Task requirements
The answer must consist of every line in the data that contains "small".

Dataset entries
=== Begin Enclosure ===
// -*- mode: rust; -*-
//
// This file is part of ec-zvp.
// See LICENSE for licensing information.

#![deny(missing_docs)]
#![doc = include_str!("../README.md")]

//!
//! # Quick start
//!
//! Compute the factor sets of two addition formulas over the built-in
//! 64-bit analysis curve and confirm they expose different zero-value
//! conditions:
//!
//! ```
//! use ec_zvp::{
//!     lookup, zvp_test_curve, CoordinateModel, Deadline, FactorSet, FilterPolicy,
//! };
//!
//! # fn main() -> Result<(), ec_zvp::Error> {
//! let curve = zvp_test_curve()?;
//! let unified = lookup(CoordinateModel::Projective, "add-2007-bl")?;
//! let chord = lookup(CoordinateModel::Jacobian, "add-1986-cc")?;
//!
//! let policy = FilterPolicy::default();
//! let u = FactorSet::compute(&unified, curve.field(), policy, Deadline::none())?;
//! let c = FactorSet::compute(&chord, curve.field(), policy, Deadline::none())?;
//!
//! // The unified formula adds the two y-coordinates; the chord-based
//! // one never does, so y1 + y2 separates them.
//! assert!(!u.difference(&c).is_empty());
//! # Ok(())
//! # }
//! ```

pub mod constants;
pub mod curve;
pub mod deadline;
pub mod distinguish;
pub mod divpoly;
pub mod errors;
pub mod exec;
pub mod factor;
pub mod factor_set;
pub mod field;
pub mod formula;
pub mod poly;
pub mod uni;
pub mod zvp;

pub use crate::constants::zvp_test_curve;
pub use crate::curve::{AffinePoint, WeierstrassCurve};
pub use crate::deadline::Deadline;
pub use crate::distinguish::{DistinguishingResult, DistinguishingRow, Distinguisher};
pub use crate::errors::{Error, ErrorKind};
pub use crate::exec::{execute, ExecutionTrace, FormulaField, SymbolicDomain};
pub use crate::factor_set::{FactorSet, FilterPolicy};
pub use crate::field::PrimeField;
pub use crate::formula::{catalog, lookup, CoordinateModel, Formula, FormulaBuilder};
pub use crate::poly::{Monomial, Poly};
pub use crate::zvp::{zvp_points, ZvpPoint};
=== End Enclosure ===
=== Begin Enclosure ===
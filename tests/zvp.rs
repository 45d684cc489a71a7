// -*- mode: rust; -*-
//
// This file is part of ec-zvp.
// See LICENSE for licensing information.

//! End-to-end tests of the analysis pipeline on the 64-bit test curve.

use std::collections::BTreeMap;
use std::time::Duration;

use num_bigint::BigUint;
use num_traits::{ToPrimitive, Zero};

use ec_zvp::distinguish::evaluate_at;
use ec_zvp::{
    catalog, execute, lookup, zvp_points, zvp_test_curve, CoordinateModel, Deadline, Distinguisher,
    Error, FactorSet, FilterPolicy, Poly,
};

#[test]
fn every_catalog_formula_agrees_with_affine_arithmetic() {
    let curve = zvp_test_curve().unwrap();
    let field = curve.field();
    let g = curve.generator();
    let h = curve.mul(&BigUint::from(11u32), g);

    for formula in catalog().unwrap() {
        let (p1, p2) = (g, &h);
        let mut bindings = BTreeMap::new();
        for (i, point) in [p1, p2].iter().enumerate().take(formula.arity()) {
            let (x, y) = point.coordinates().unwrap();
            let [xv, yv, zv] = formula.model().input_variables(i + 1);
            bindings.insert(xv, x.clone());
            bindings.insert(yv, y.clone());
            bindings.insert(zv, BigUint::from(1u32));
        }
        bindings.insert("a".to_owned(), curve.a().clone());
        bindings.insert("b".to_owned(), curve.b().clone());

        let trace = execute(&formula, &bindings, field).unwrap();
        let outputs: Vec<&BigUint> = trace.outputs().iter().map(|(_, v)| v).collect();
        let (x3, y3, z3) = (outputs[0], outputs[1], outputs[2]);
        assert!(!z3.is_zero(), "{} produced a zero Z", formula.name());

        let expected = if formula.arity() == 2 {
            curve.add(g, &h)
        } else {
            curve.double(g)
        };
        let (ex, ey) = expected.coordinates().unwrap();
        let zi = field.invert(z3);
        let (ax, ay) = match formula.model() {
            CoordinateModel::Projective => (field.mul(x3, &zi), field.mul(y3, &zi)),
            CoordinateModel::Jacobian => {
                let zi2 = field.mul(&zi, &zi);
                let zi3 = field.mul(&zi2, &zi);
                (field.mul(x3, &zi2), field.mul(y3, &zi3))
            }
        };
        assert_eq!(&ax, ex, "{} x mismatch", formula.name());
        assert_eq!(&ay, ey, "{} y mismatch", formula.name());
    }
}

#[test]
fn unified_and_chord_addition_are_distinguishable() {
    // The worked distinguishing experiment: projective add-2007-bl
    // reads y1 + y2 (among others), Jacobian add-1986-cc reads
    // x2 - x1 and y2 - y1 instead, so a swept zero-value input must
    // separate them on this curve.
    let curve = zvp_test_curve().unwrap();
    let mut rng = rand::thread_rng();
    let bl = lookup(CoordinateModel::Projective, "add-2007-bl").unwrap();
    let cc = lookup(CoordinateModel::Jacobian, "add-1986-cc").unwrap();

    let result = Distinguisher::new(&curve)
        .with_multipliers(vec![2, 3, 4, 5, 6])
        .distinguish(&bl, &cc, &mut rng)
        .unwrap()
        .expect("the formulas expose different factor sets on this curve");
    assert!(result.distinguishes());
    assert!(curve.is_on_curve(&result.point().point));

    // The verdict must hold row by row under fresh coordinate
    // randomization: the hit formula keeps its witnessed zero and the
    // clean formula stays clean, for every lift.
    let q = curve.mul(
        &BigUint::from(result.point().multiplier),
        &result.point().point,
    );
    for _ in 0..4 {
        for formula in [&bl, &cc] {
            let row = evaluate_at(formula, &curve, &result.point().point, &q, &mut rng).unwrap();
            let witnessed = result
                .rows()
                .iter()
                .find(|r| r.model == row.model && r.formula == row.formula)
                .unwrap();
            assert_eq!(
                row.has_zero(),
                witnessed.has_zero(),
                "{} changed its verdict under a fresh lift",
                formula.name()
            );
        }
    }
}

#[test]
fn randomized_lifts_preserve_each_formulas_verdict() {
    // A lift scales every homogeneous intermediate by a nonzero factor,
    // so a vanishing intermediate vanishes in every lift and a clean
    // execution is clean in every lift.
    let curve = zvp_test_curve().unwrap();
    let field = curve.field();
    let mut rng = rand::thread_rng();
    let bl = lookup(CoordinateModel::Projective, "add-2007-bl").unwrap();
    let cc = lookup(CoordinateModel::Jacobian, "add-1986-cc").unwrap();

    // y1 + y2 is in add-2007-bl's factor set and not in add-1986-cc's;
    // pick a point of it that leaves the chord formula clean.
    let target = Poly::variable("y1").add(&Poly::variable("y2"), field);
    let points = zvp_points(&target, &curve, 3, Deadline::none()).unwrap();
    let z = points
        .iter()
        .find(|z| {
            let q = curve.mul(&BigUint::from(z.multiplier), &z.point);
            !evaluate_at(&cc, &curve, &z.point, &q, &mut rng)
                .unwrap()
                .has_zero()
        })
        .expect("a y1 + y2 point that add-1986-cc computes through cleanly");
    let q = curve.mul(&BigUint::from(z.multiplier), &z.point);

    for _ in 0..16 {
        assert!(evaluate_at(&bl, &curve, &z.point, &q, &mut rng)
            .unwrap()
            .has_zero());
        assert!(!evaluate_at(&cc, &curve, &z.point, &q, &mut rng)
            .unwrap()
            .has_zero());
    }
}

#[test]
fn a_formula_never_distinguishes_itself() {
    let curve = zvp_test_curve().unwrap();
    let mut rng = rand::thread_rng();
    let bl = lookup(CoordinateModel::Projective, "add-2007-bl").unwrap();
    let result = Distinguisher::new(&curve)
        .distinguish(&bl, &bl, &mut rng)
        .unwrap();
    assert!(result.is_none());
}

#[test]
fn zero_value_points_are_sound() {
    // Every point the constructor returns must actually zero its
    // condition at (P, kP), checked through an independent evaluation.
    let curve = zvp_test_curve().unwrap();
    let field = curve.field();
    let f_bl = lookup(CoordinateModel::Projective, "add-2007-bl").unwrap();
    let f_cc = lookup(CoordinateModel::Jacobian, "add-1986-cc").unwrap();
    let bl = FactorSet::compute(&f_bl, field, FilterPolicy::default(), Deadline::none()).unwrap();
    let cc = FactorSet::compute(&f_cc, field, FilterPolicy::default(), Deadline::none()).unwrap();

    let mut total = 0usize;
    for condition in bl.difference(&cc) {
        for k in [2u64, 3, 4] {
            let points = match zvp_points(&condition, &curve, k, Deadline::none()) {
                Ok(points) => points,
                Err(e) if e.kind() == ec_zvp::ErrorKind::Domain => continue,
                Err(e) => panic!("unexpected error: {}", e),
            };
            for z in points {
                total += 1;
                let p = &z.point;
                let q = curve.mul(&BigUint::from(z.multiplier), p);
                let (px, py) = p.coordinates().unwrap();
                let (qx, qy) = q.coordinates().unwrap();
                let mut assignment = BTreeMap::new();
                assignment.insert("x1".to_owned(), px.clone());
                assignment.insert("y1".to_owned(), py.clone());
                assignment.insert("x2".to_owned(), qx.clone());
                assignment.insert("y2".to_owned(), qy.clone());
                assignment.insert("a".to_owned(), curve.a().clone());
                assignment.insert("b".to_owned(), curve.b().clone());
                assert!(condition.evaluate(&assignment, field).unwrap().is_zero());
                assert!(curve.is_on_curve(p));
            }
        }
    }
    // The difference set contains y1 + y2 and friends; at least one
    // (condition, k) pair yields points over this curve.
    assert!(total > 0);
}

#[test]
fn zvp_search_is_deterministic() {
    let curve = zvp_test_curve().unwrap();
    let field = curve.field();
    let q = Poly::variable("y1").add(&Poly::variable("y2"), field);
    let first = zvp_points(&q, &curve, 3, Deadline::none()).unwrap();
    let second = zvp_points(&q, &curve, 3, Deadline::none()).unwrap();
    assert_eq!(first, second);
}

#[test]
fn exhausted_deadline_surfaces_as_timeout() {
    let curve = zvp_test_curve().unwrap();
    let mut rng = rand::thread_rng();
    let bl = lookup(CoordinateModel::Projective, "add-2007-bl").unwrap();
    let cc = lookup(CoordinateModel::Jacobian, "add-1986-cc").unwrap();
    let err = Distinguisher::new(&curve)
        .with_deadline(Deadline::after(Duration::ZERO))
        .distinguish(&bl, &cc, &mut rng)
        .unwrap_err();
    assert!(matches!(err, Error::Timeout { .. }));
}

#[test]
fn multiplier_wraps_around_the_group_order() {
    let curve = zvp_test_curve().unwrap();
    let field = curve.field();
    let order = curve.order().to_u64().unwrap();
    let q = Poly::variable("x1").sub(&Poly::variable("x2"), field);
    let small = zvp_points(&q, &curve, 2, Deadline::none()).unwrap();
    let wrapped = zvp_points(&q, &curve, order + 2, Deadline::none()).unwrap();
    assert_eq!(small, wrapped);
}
=== End Enclosure ===
=== Begin Enclosure ===
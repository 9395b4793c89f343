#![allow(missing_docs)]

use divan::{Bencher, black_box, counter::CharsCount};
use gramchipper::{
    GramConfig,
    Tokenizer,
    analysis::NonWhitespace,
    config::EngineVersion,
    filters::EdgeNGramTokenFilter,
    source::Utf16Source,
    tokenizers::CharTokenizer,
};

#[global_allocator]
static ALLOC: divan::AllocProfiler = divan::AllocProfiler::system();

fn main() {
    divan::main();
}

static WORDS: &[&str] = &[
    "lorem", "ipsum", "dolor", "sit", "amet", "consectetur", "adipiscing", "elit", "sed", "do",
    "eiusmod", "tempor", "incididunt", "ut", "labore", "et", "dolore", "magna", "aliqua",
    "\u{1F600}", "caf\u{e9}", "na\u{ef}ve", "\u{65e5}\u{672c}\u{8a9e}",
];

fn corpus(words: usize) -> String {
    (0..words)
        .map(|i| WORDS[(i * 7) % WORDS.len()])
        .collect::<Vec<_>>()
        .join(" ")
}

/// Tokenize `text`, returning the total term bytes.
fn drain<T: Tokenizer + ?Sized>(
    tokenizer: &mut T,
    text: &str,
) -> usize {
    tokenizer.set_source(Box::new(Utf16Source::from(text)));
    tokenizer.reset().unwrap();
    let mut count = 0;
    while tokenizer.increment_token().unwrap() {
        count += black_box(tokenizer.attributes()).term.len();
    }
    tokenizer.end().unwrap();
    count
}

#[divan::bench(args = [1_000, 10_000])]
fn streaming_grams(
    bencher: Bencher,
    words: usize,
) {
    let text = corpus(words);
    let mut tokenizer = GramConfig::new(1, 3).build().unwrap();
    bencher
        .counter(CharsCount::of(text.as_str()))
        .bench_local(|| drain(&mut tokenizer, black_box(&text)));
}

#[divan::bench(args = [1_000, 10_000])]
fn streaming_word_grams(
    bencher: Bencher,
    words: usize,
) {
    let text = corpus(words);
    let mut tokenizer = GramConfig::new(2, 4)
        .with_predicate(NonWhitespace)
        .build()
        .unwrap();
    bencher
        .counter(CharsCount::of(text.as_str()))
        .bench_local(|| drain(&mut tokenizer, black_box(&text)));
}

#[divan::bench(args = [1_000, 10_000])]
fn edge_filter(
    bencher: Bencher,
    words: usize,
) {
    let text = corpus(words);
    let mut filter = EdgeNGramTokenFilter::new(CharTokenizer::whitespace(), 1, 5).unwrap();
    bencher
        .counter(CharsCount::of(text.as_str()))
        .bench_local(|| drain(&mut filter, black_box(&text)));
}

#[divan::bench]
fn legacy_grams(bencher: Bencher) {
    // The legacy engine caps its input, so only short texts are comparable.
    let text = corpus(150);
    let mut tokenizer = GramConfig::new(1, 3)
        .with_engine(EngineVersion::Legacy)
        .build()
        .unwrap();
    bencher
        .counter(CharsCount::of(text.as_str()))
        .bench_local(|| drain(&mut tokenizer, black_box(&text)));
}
=== End Enclosure ===
Problem solution
    let small = zvp_points(&q, &curve, 2, Deadline::none()).unwrap();
    assert_eq!(small, wrapped);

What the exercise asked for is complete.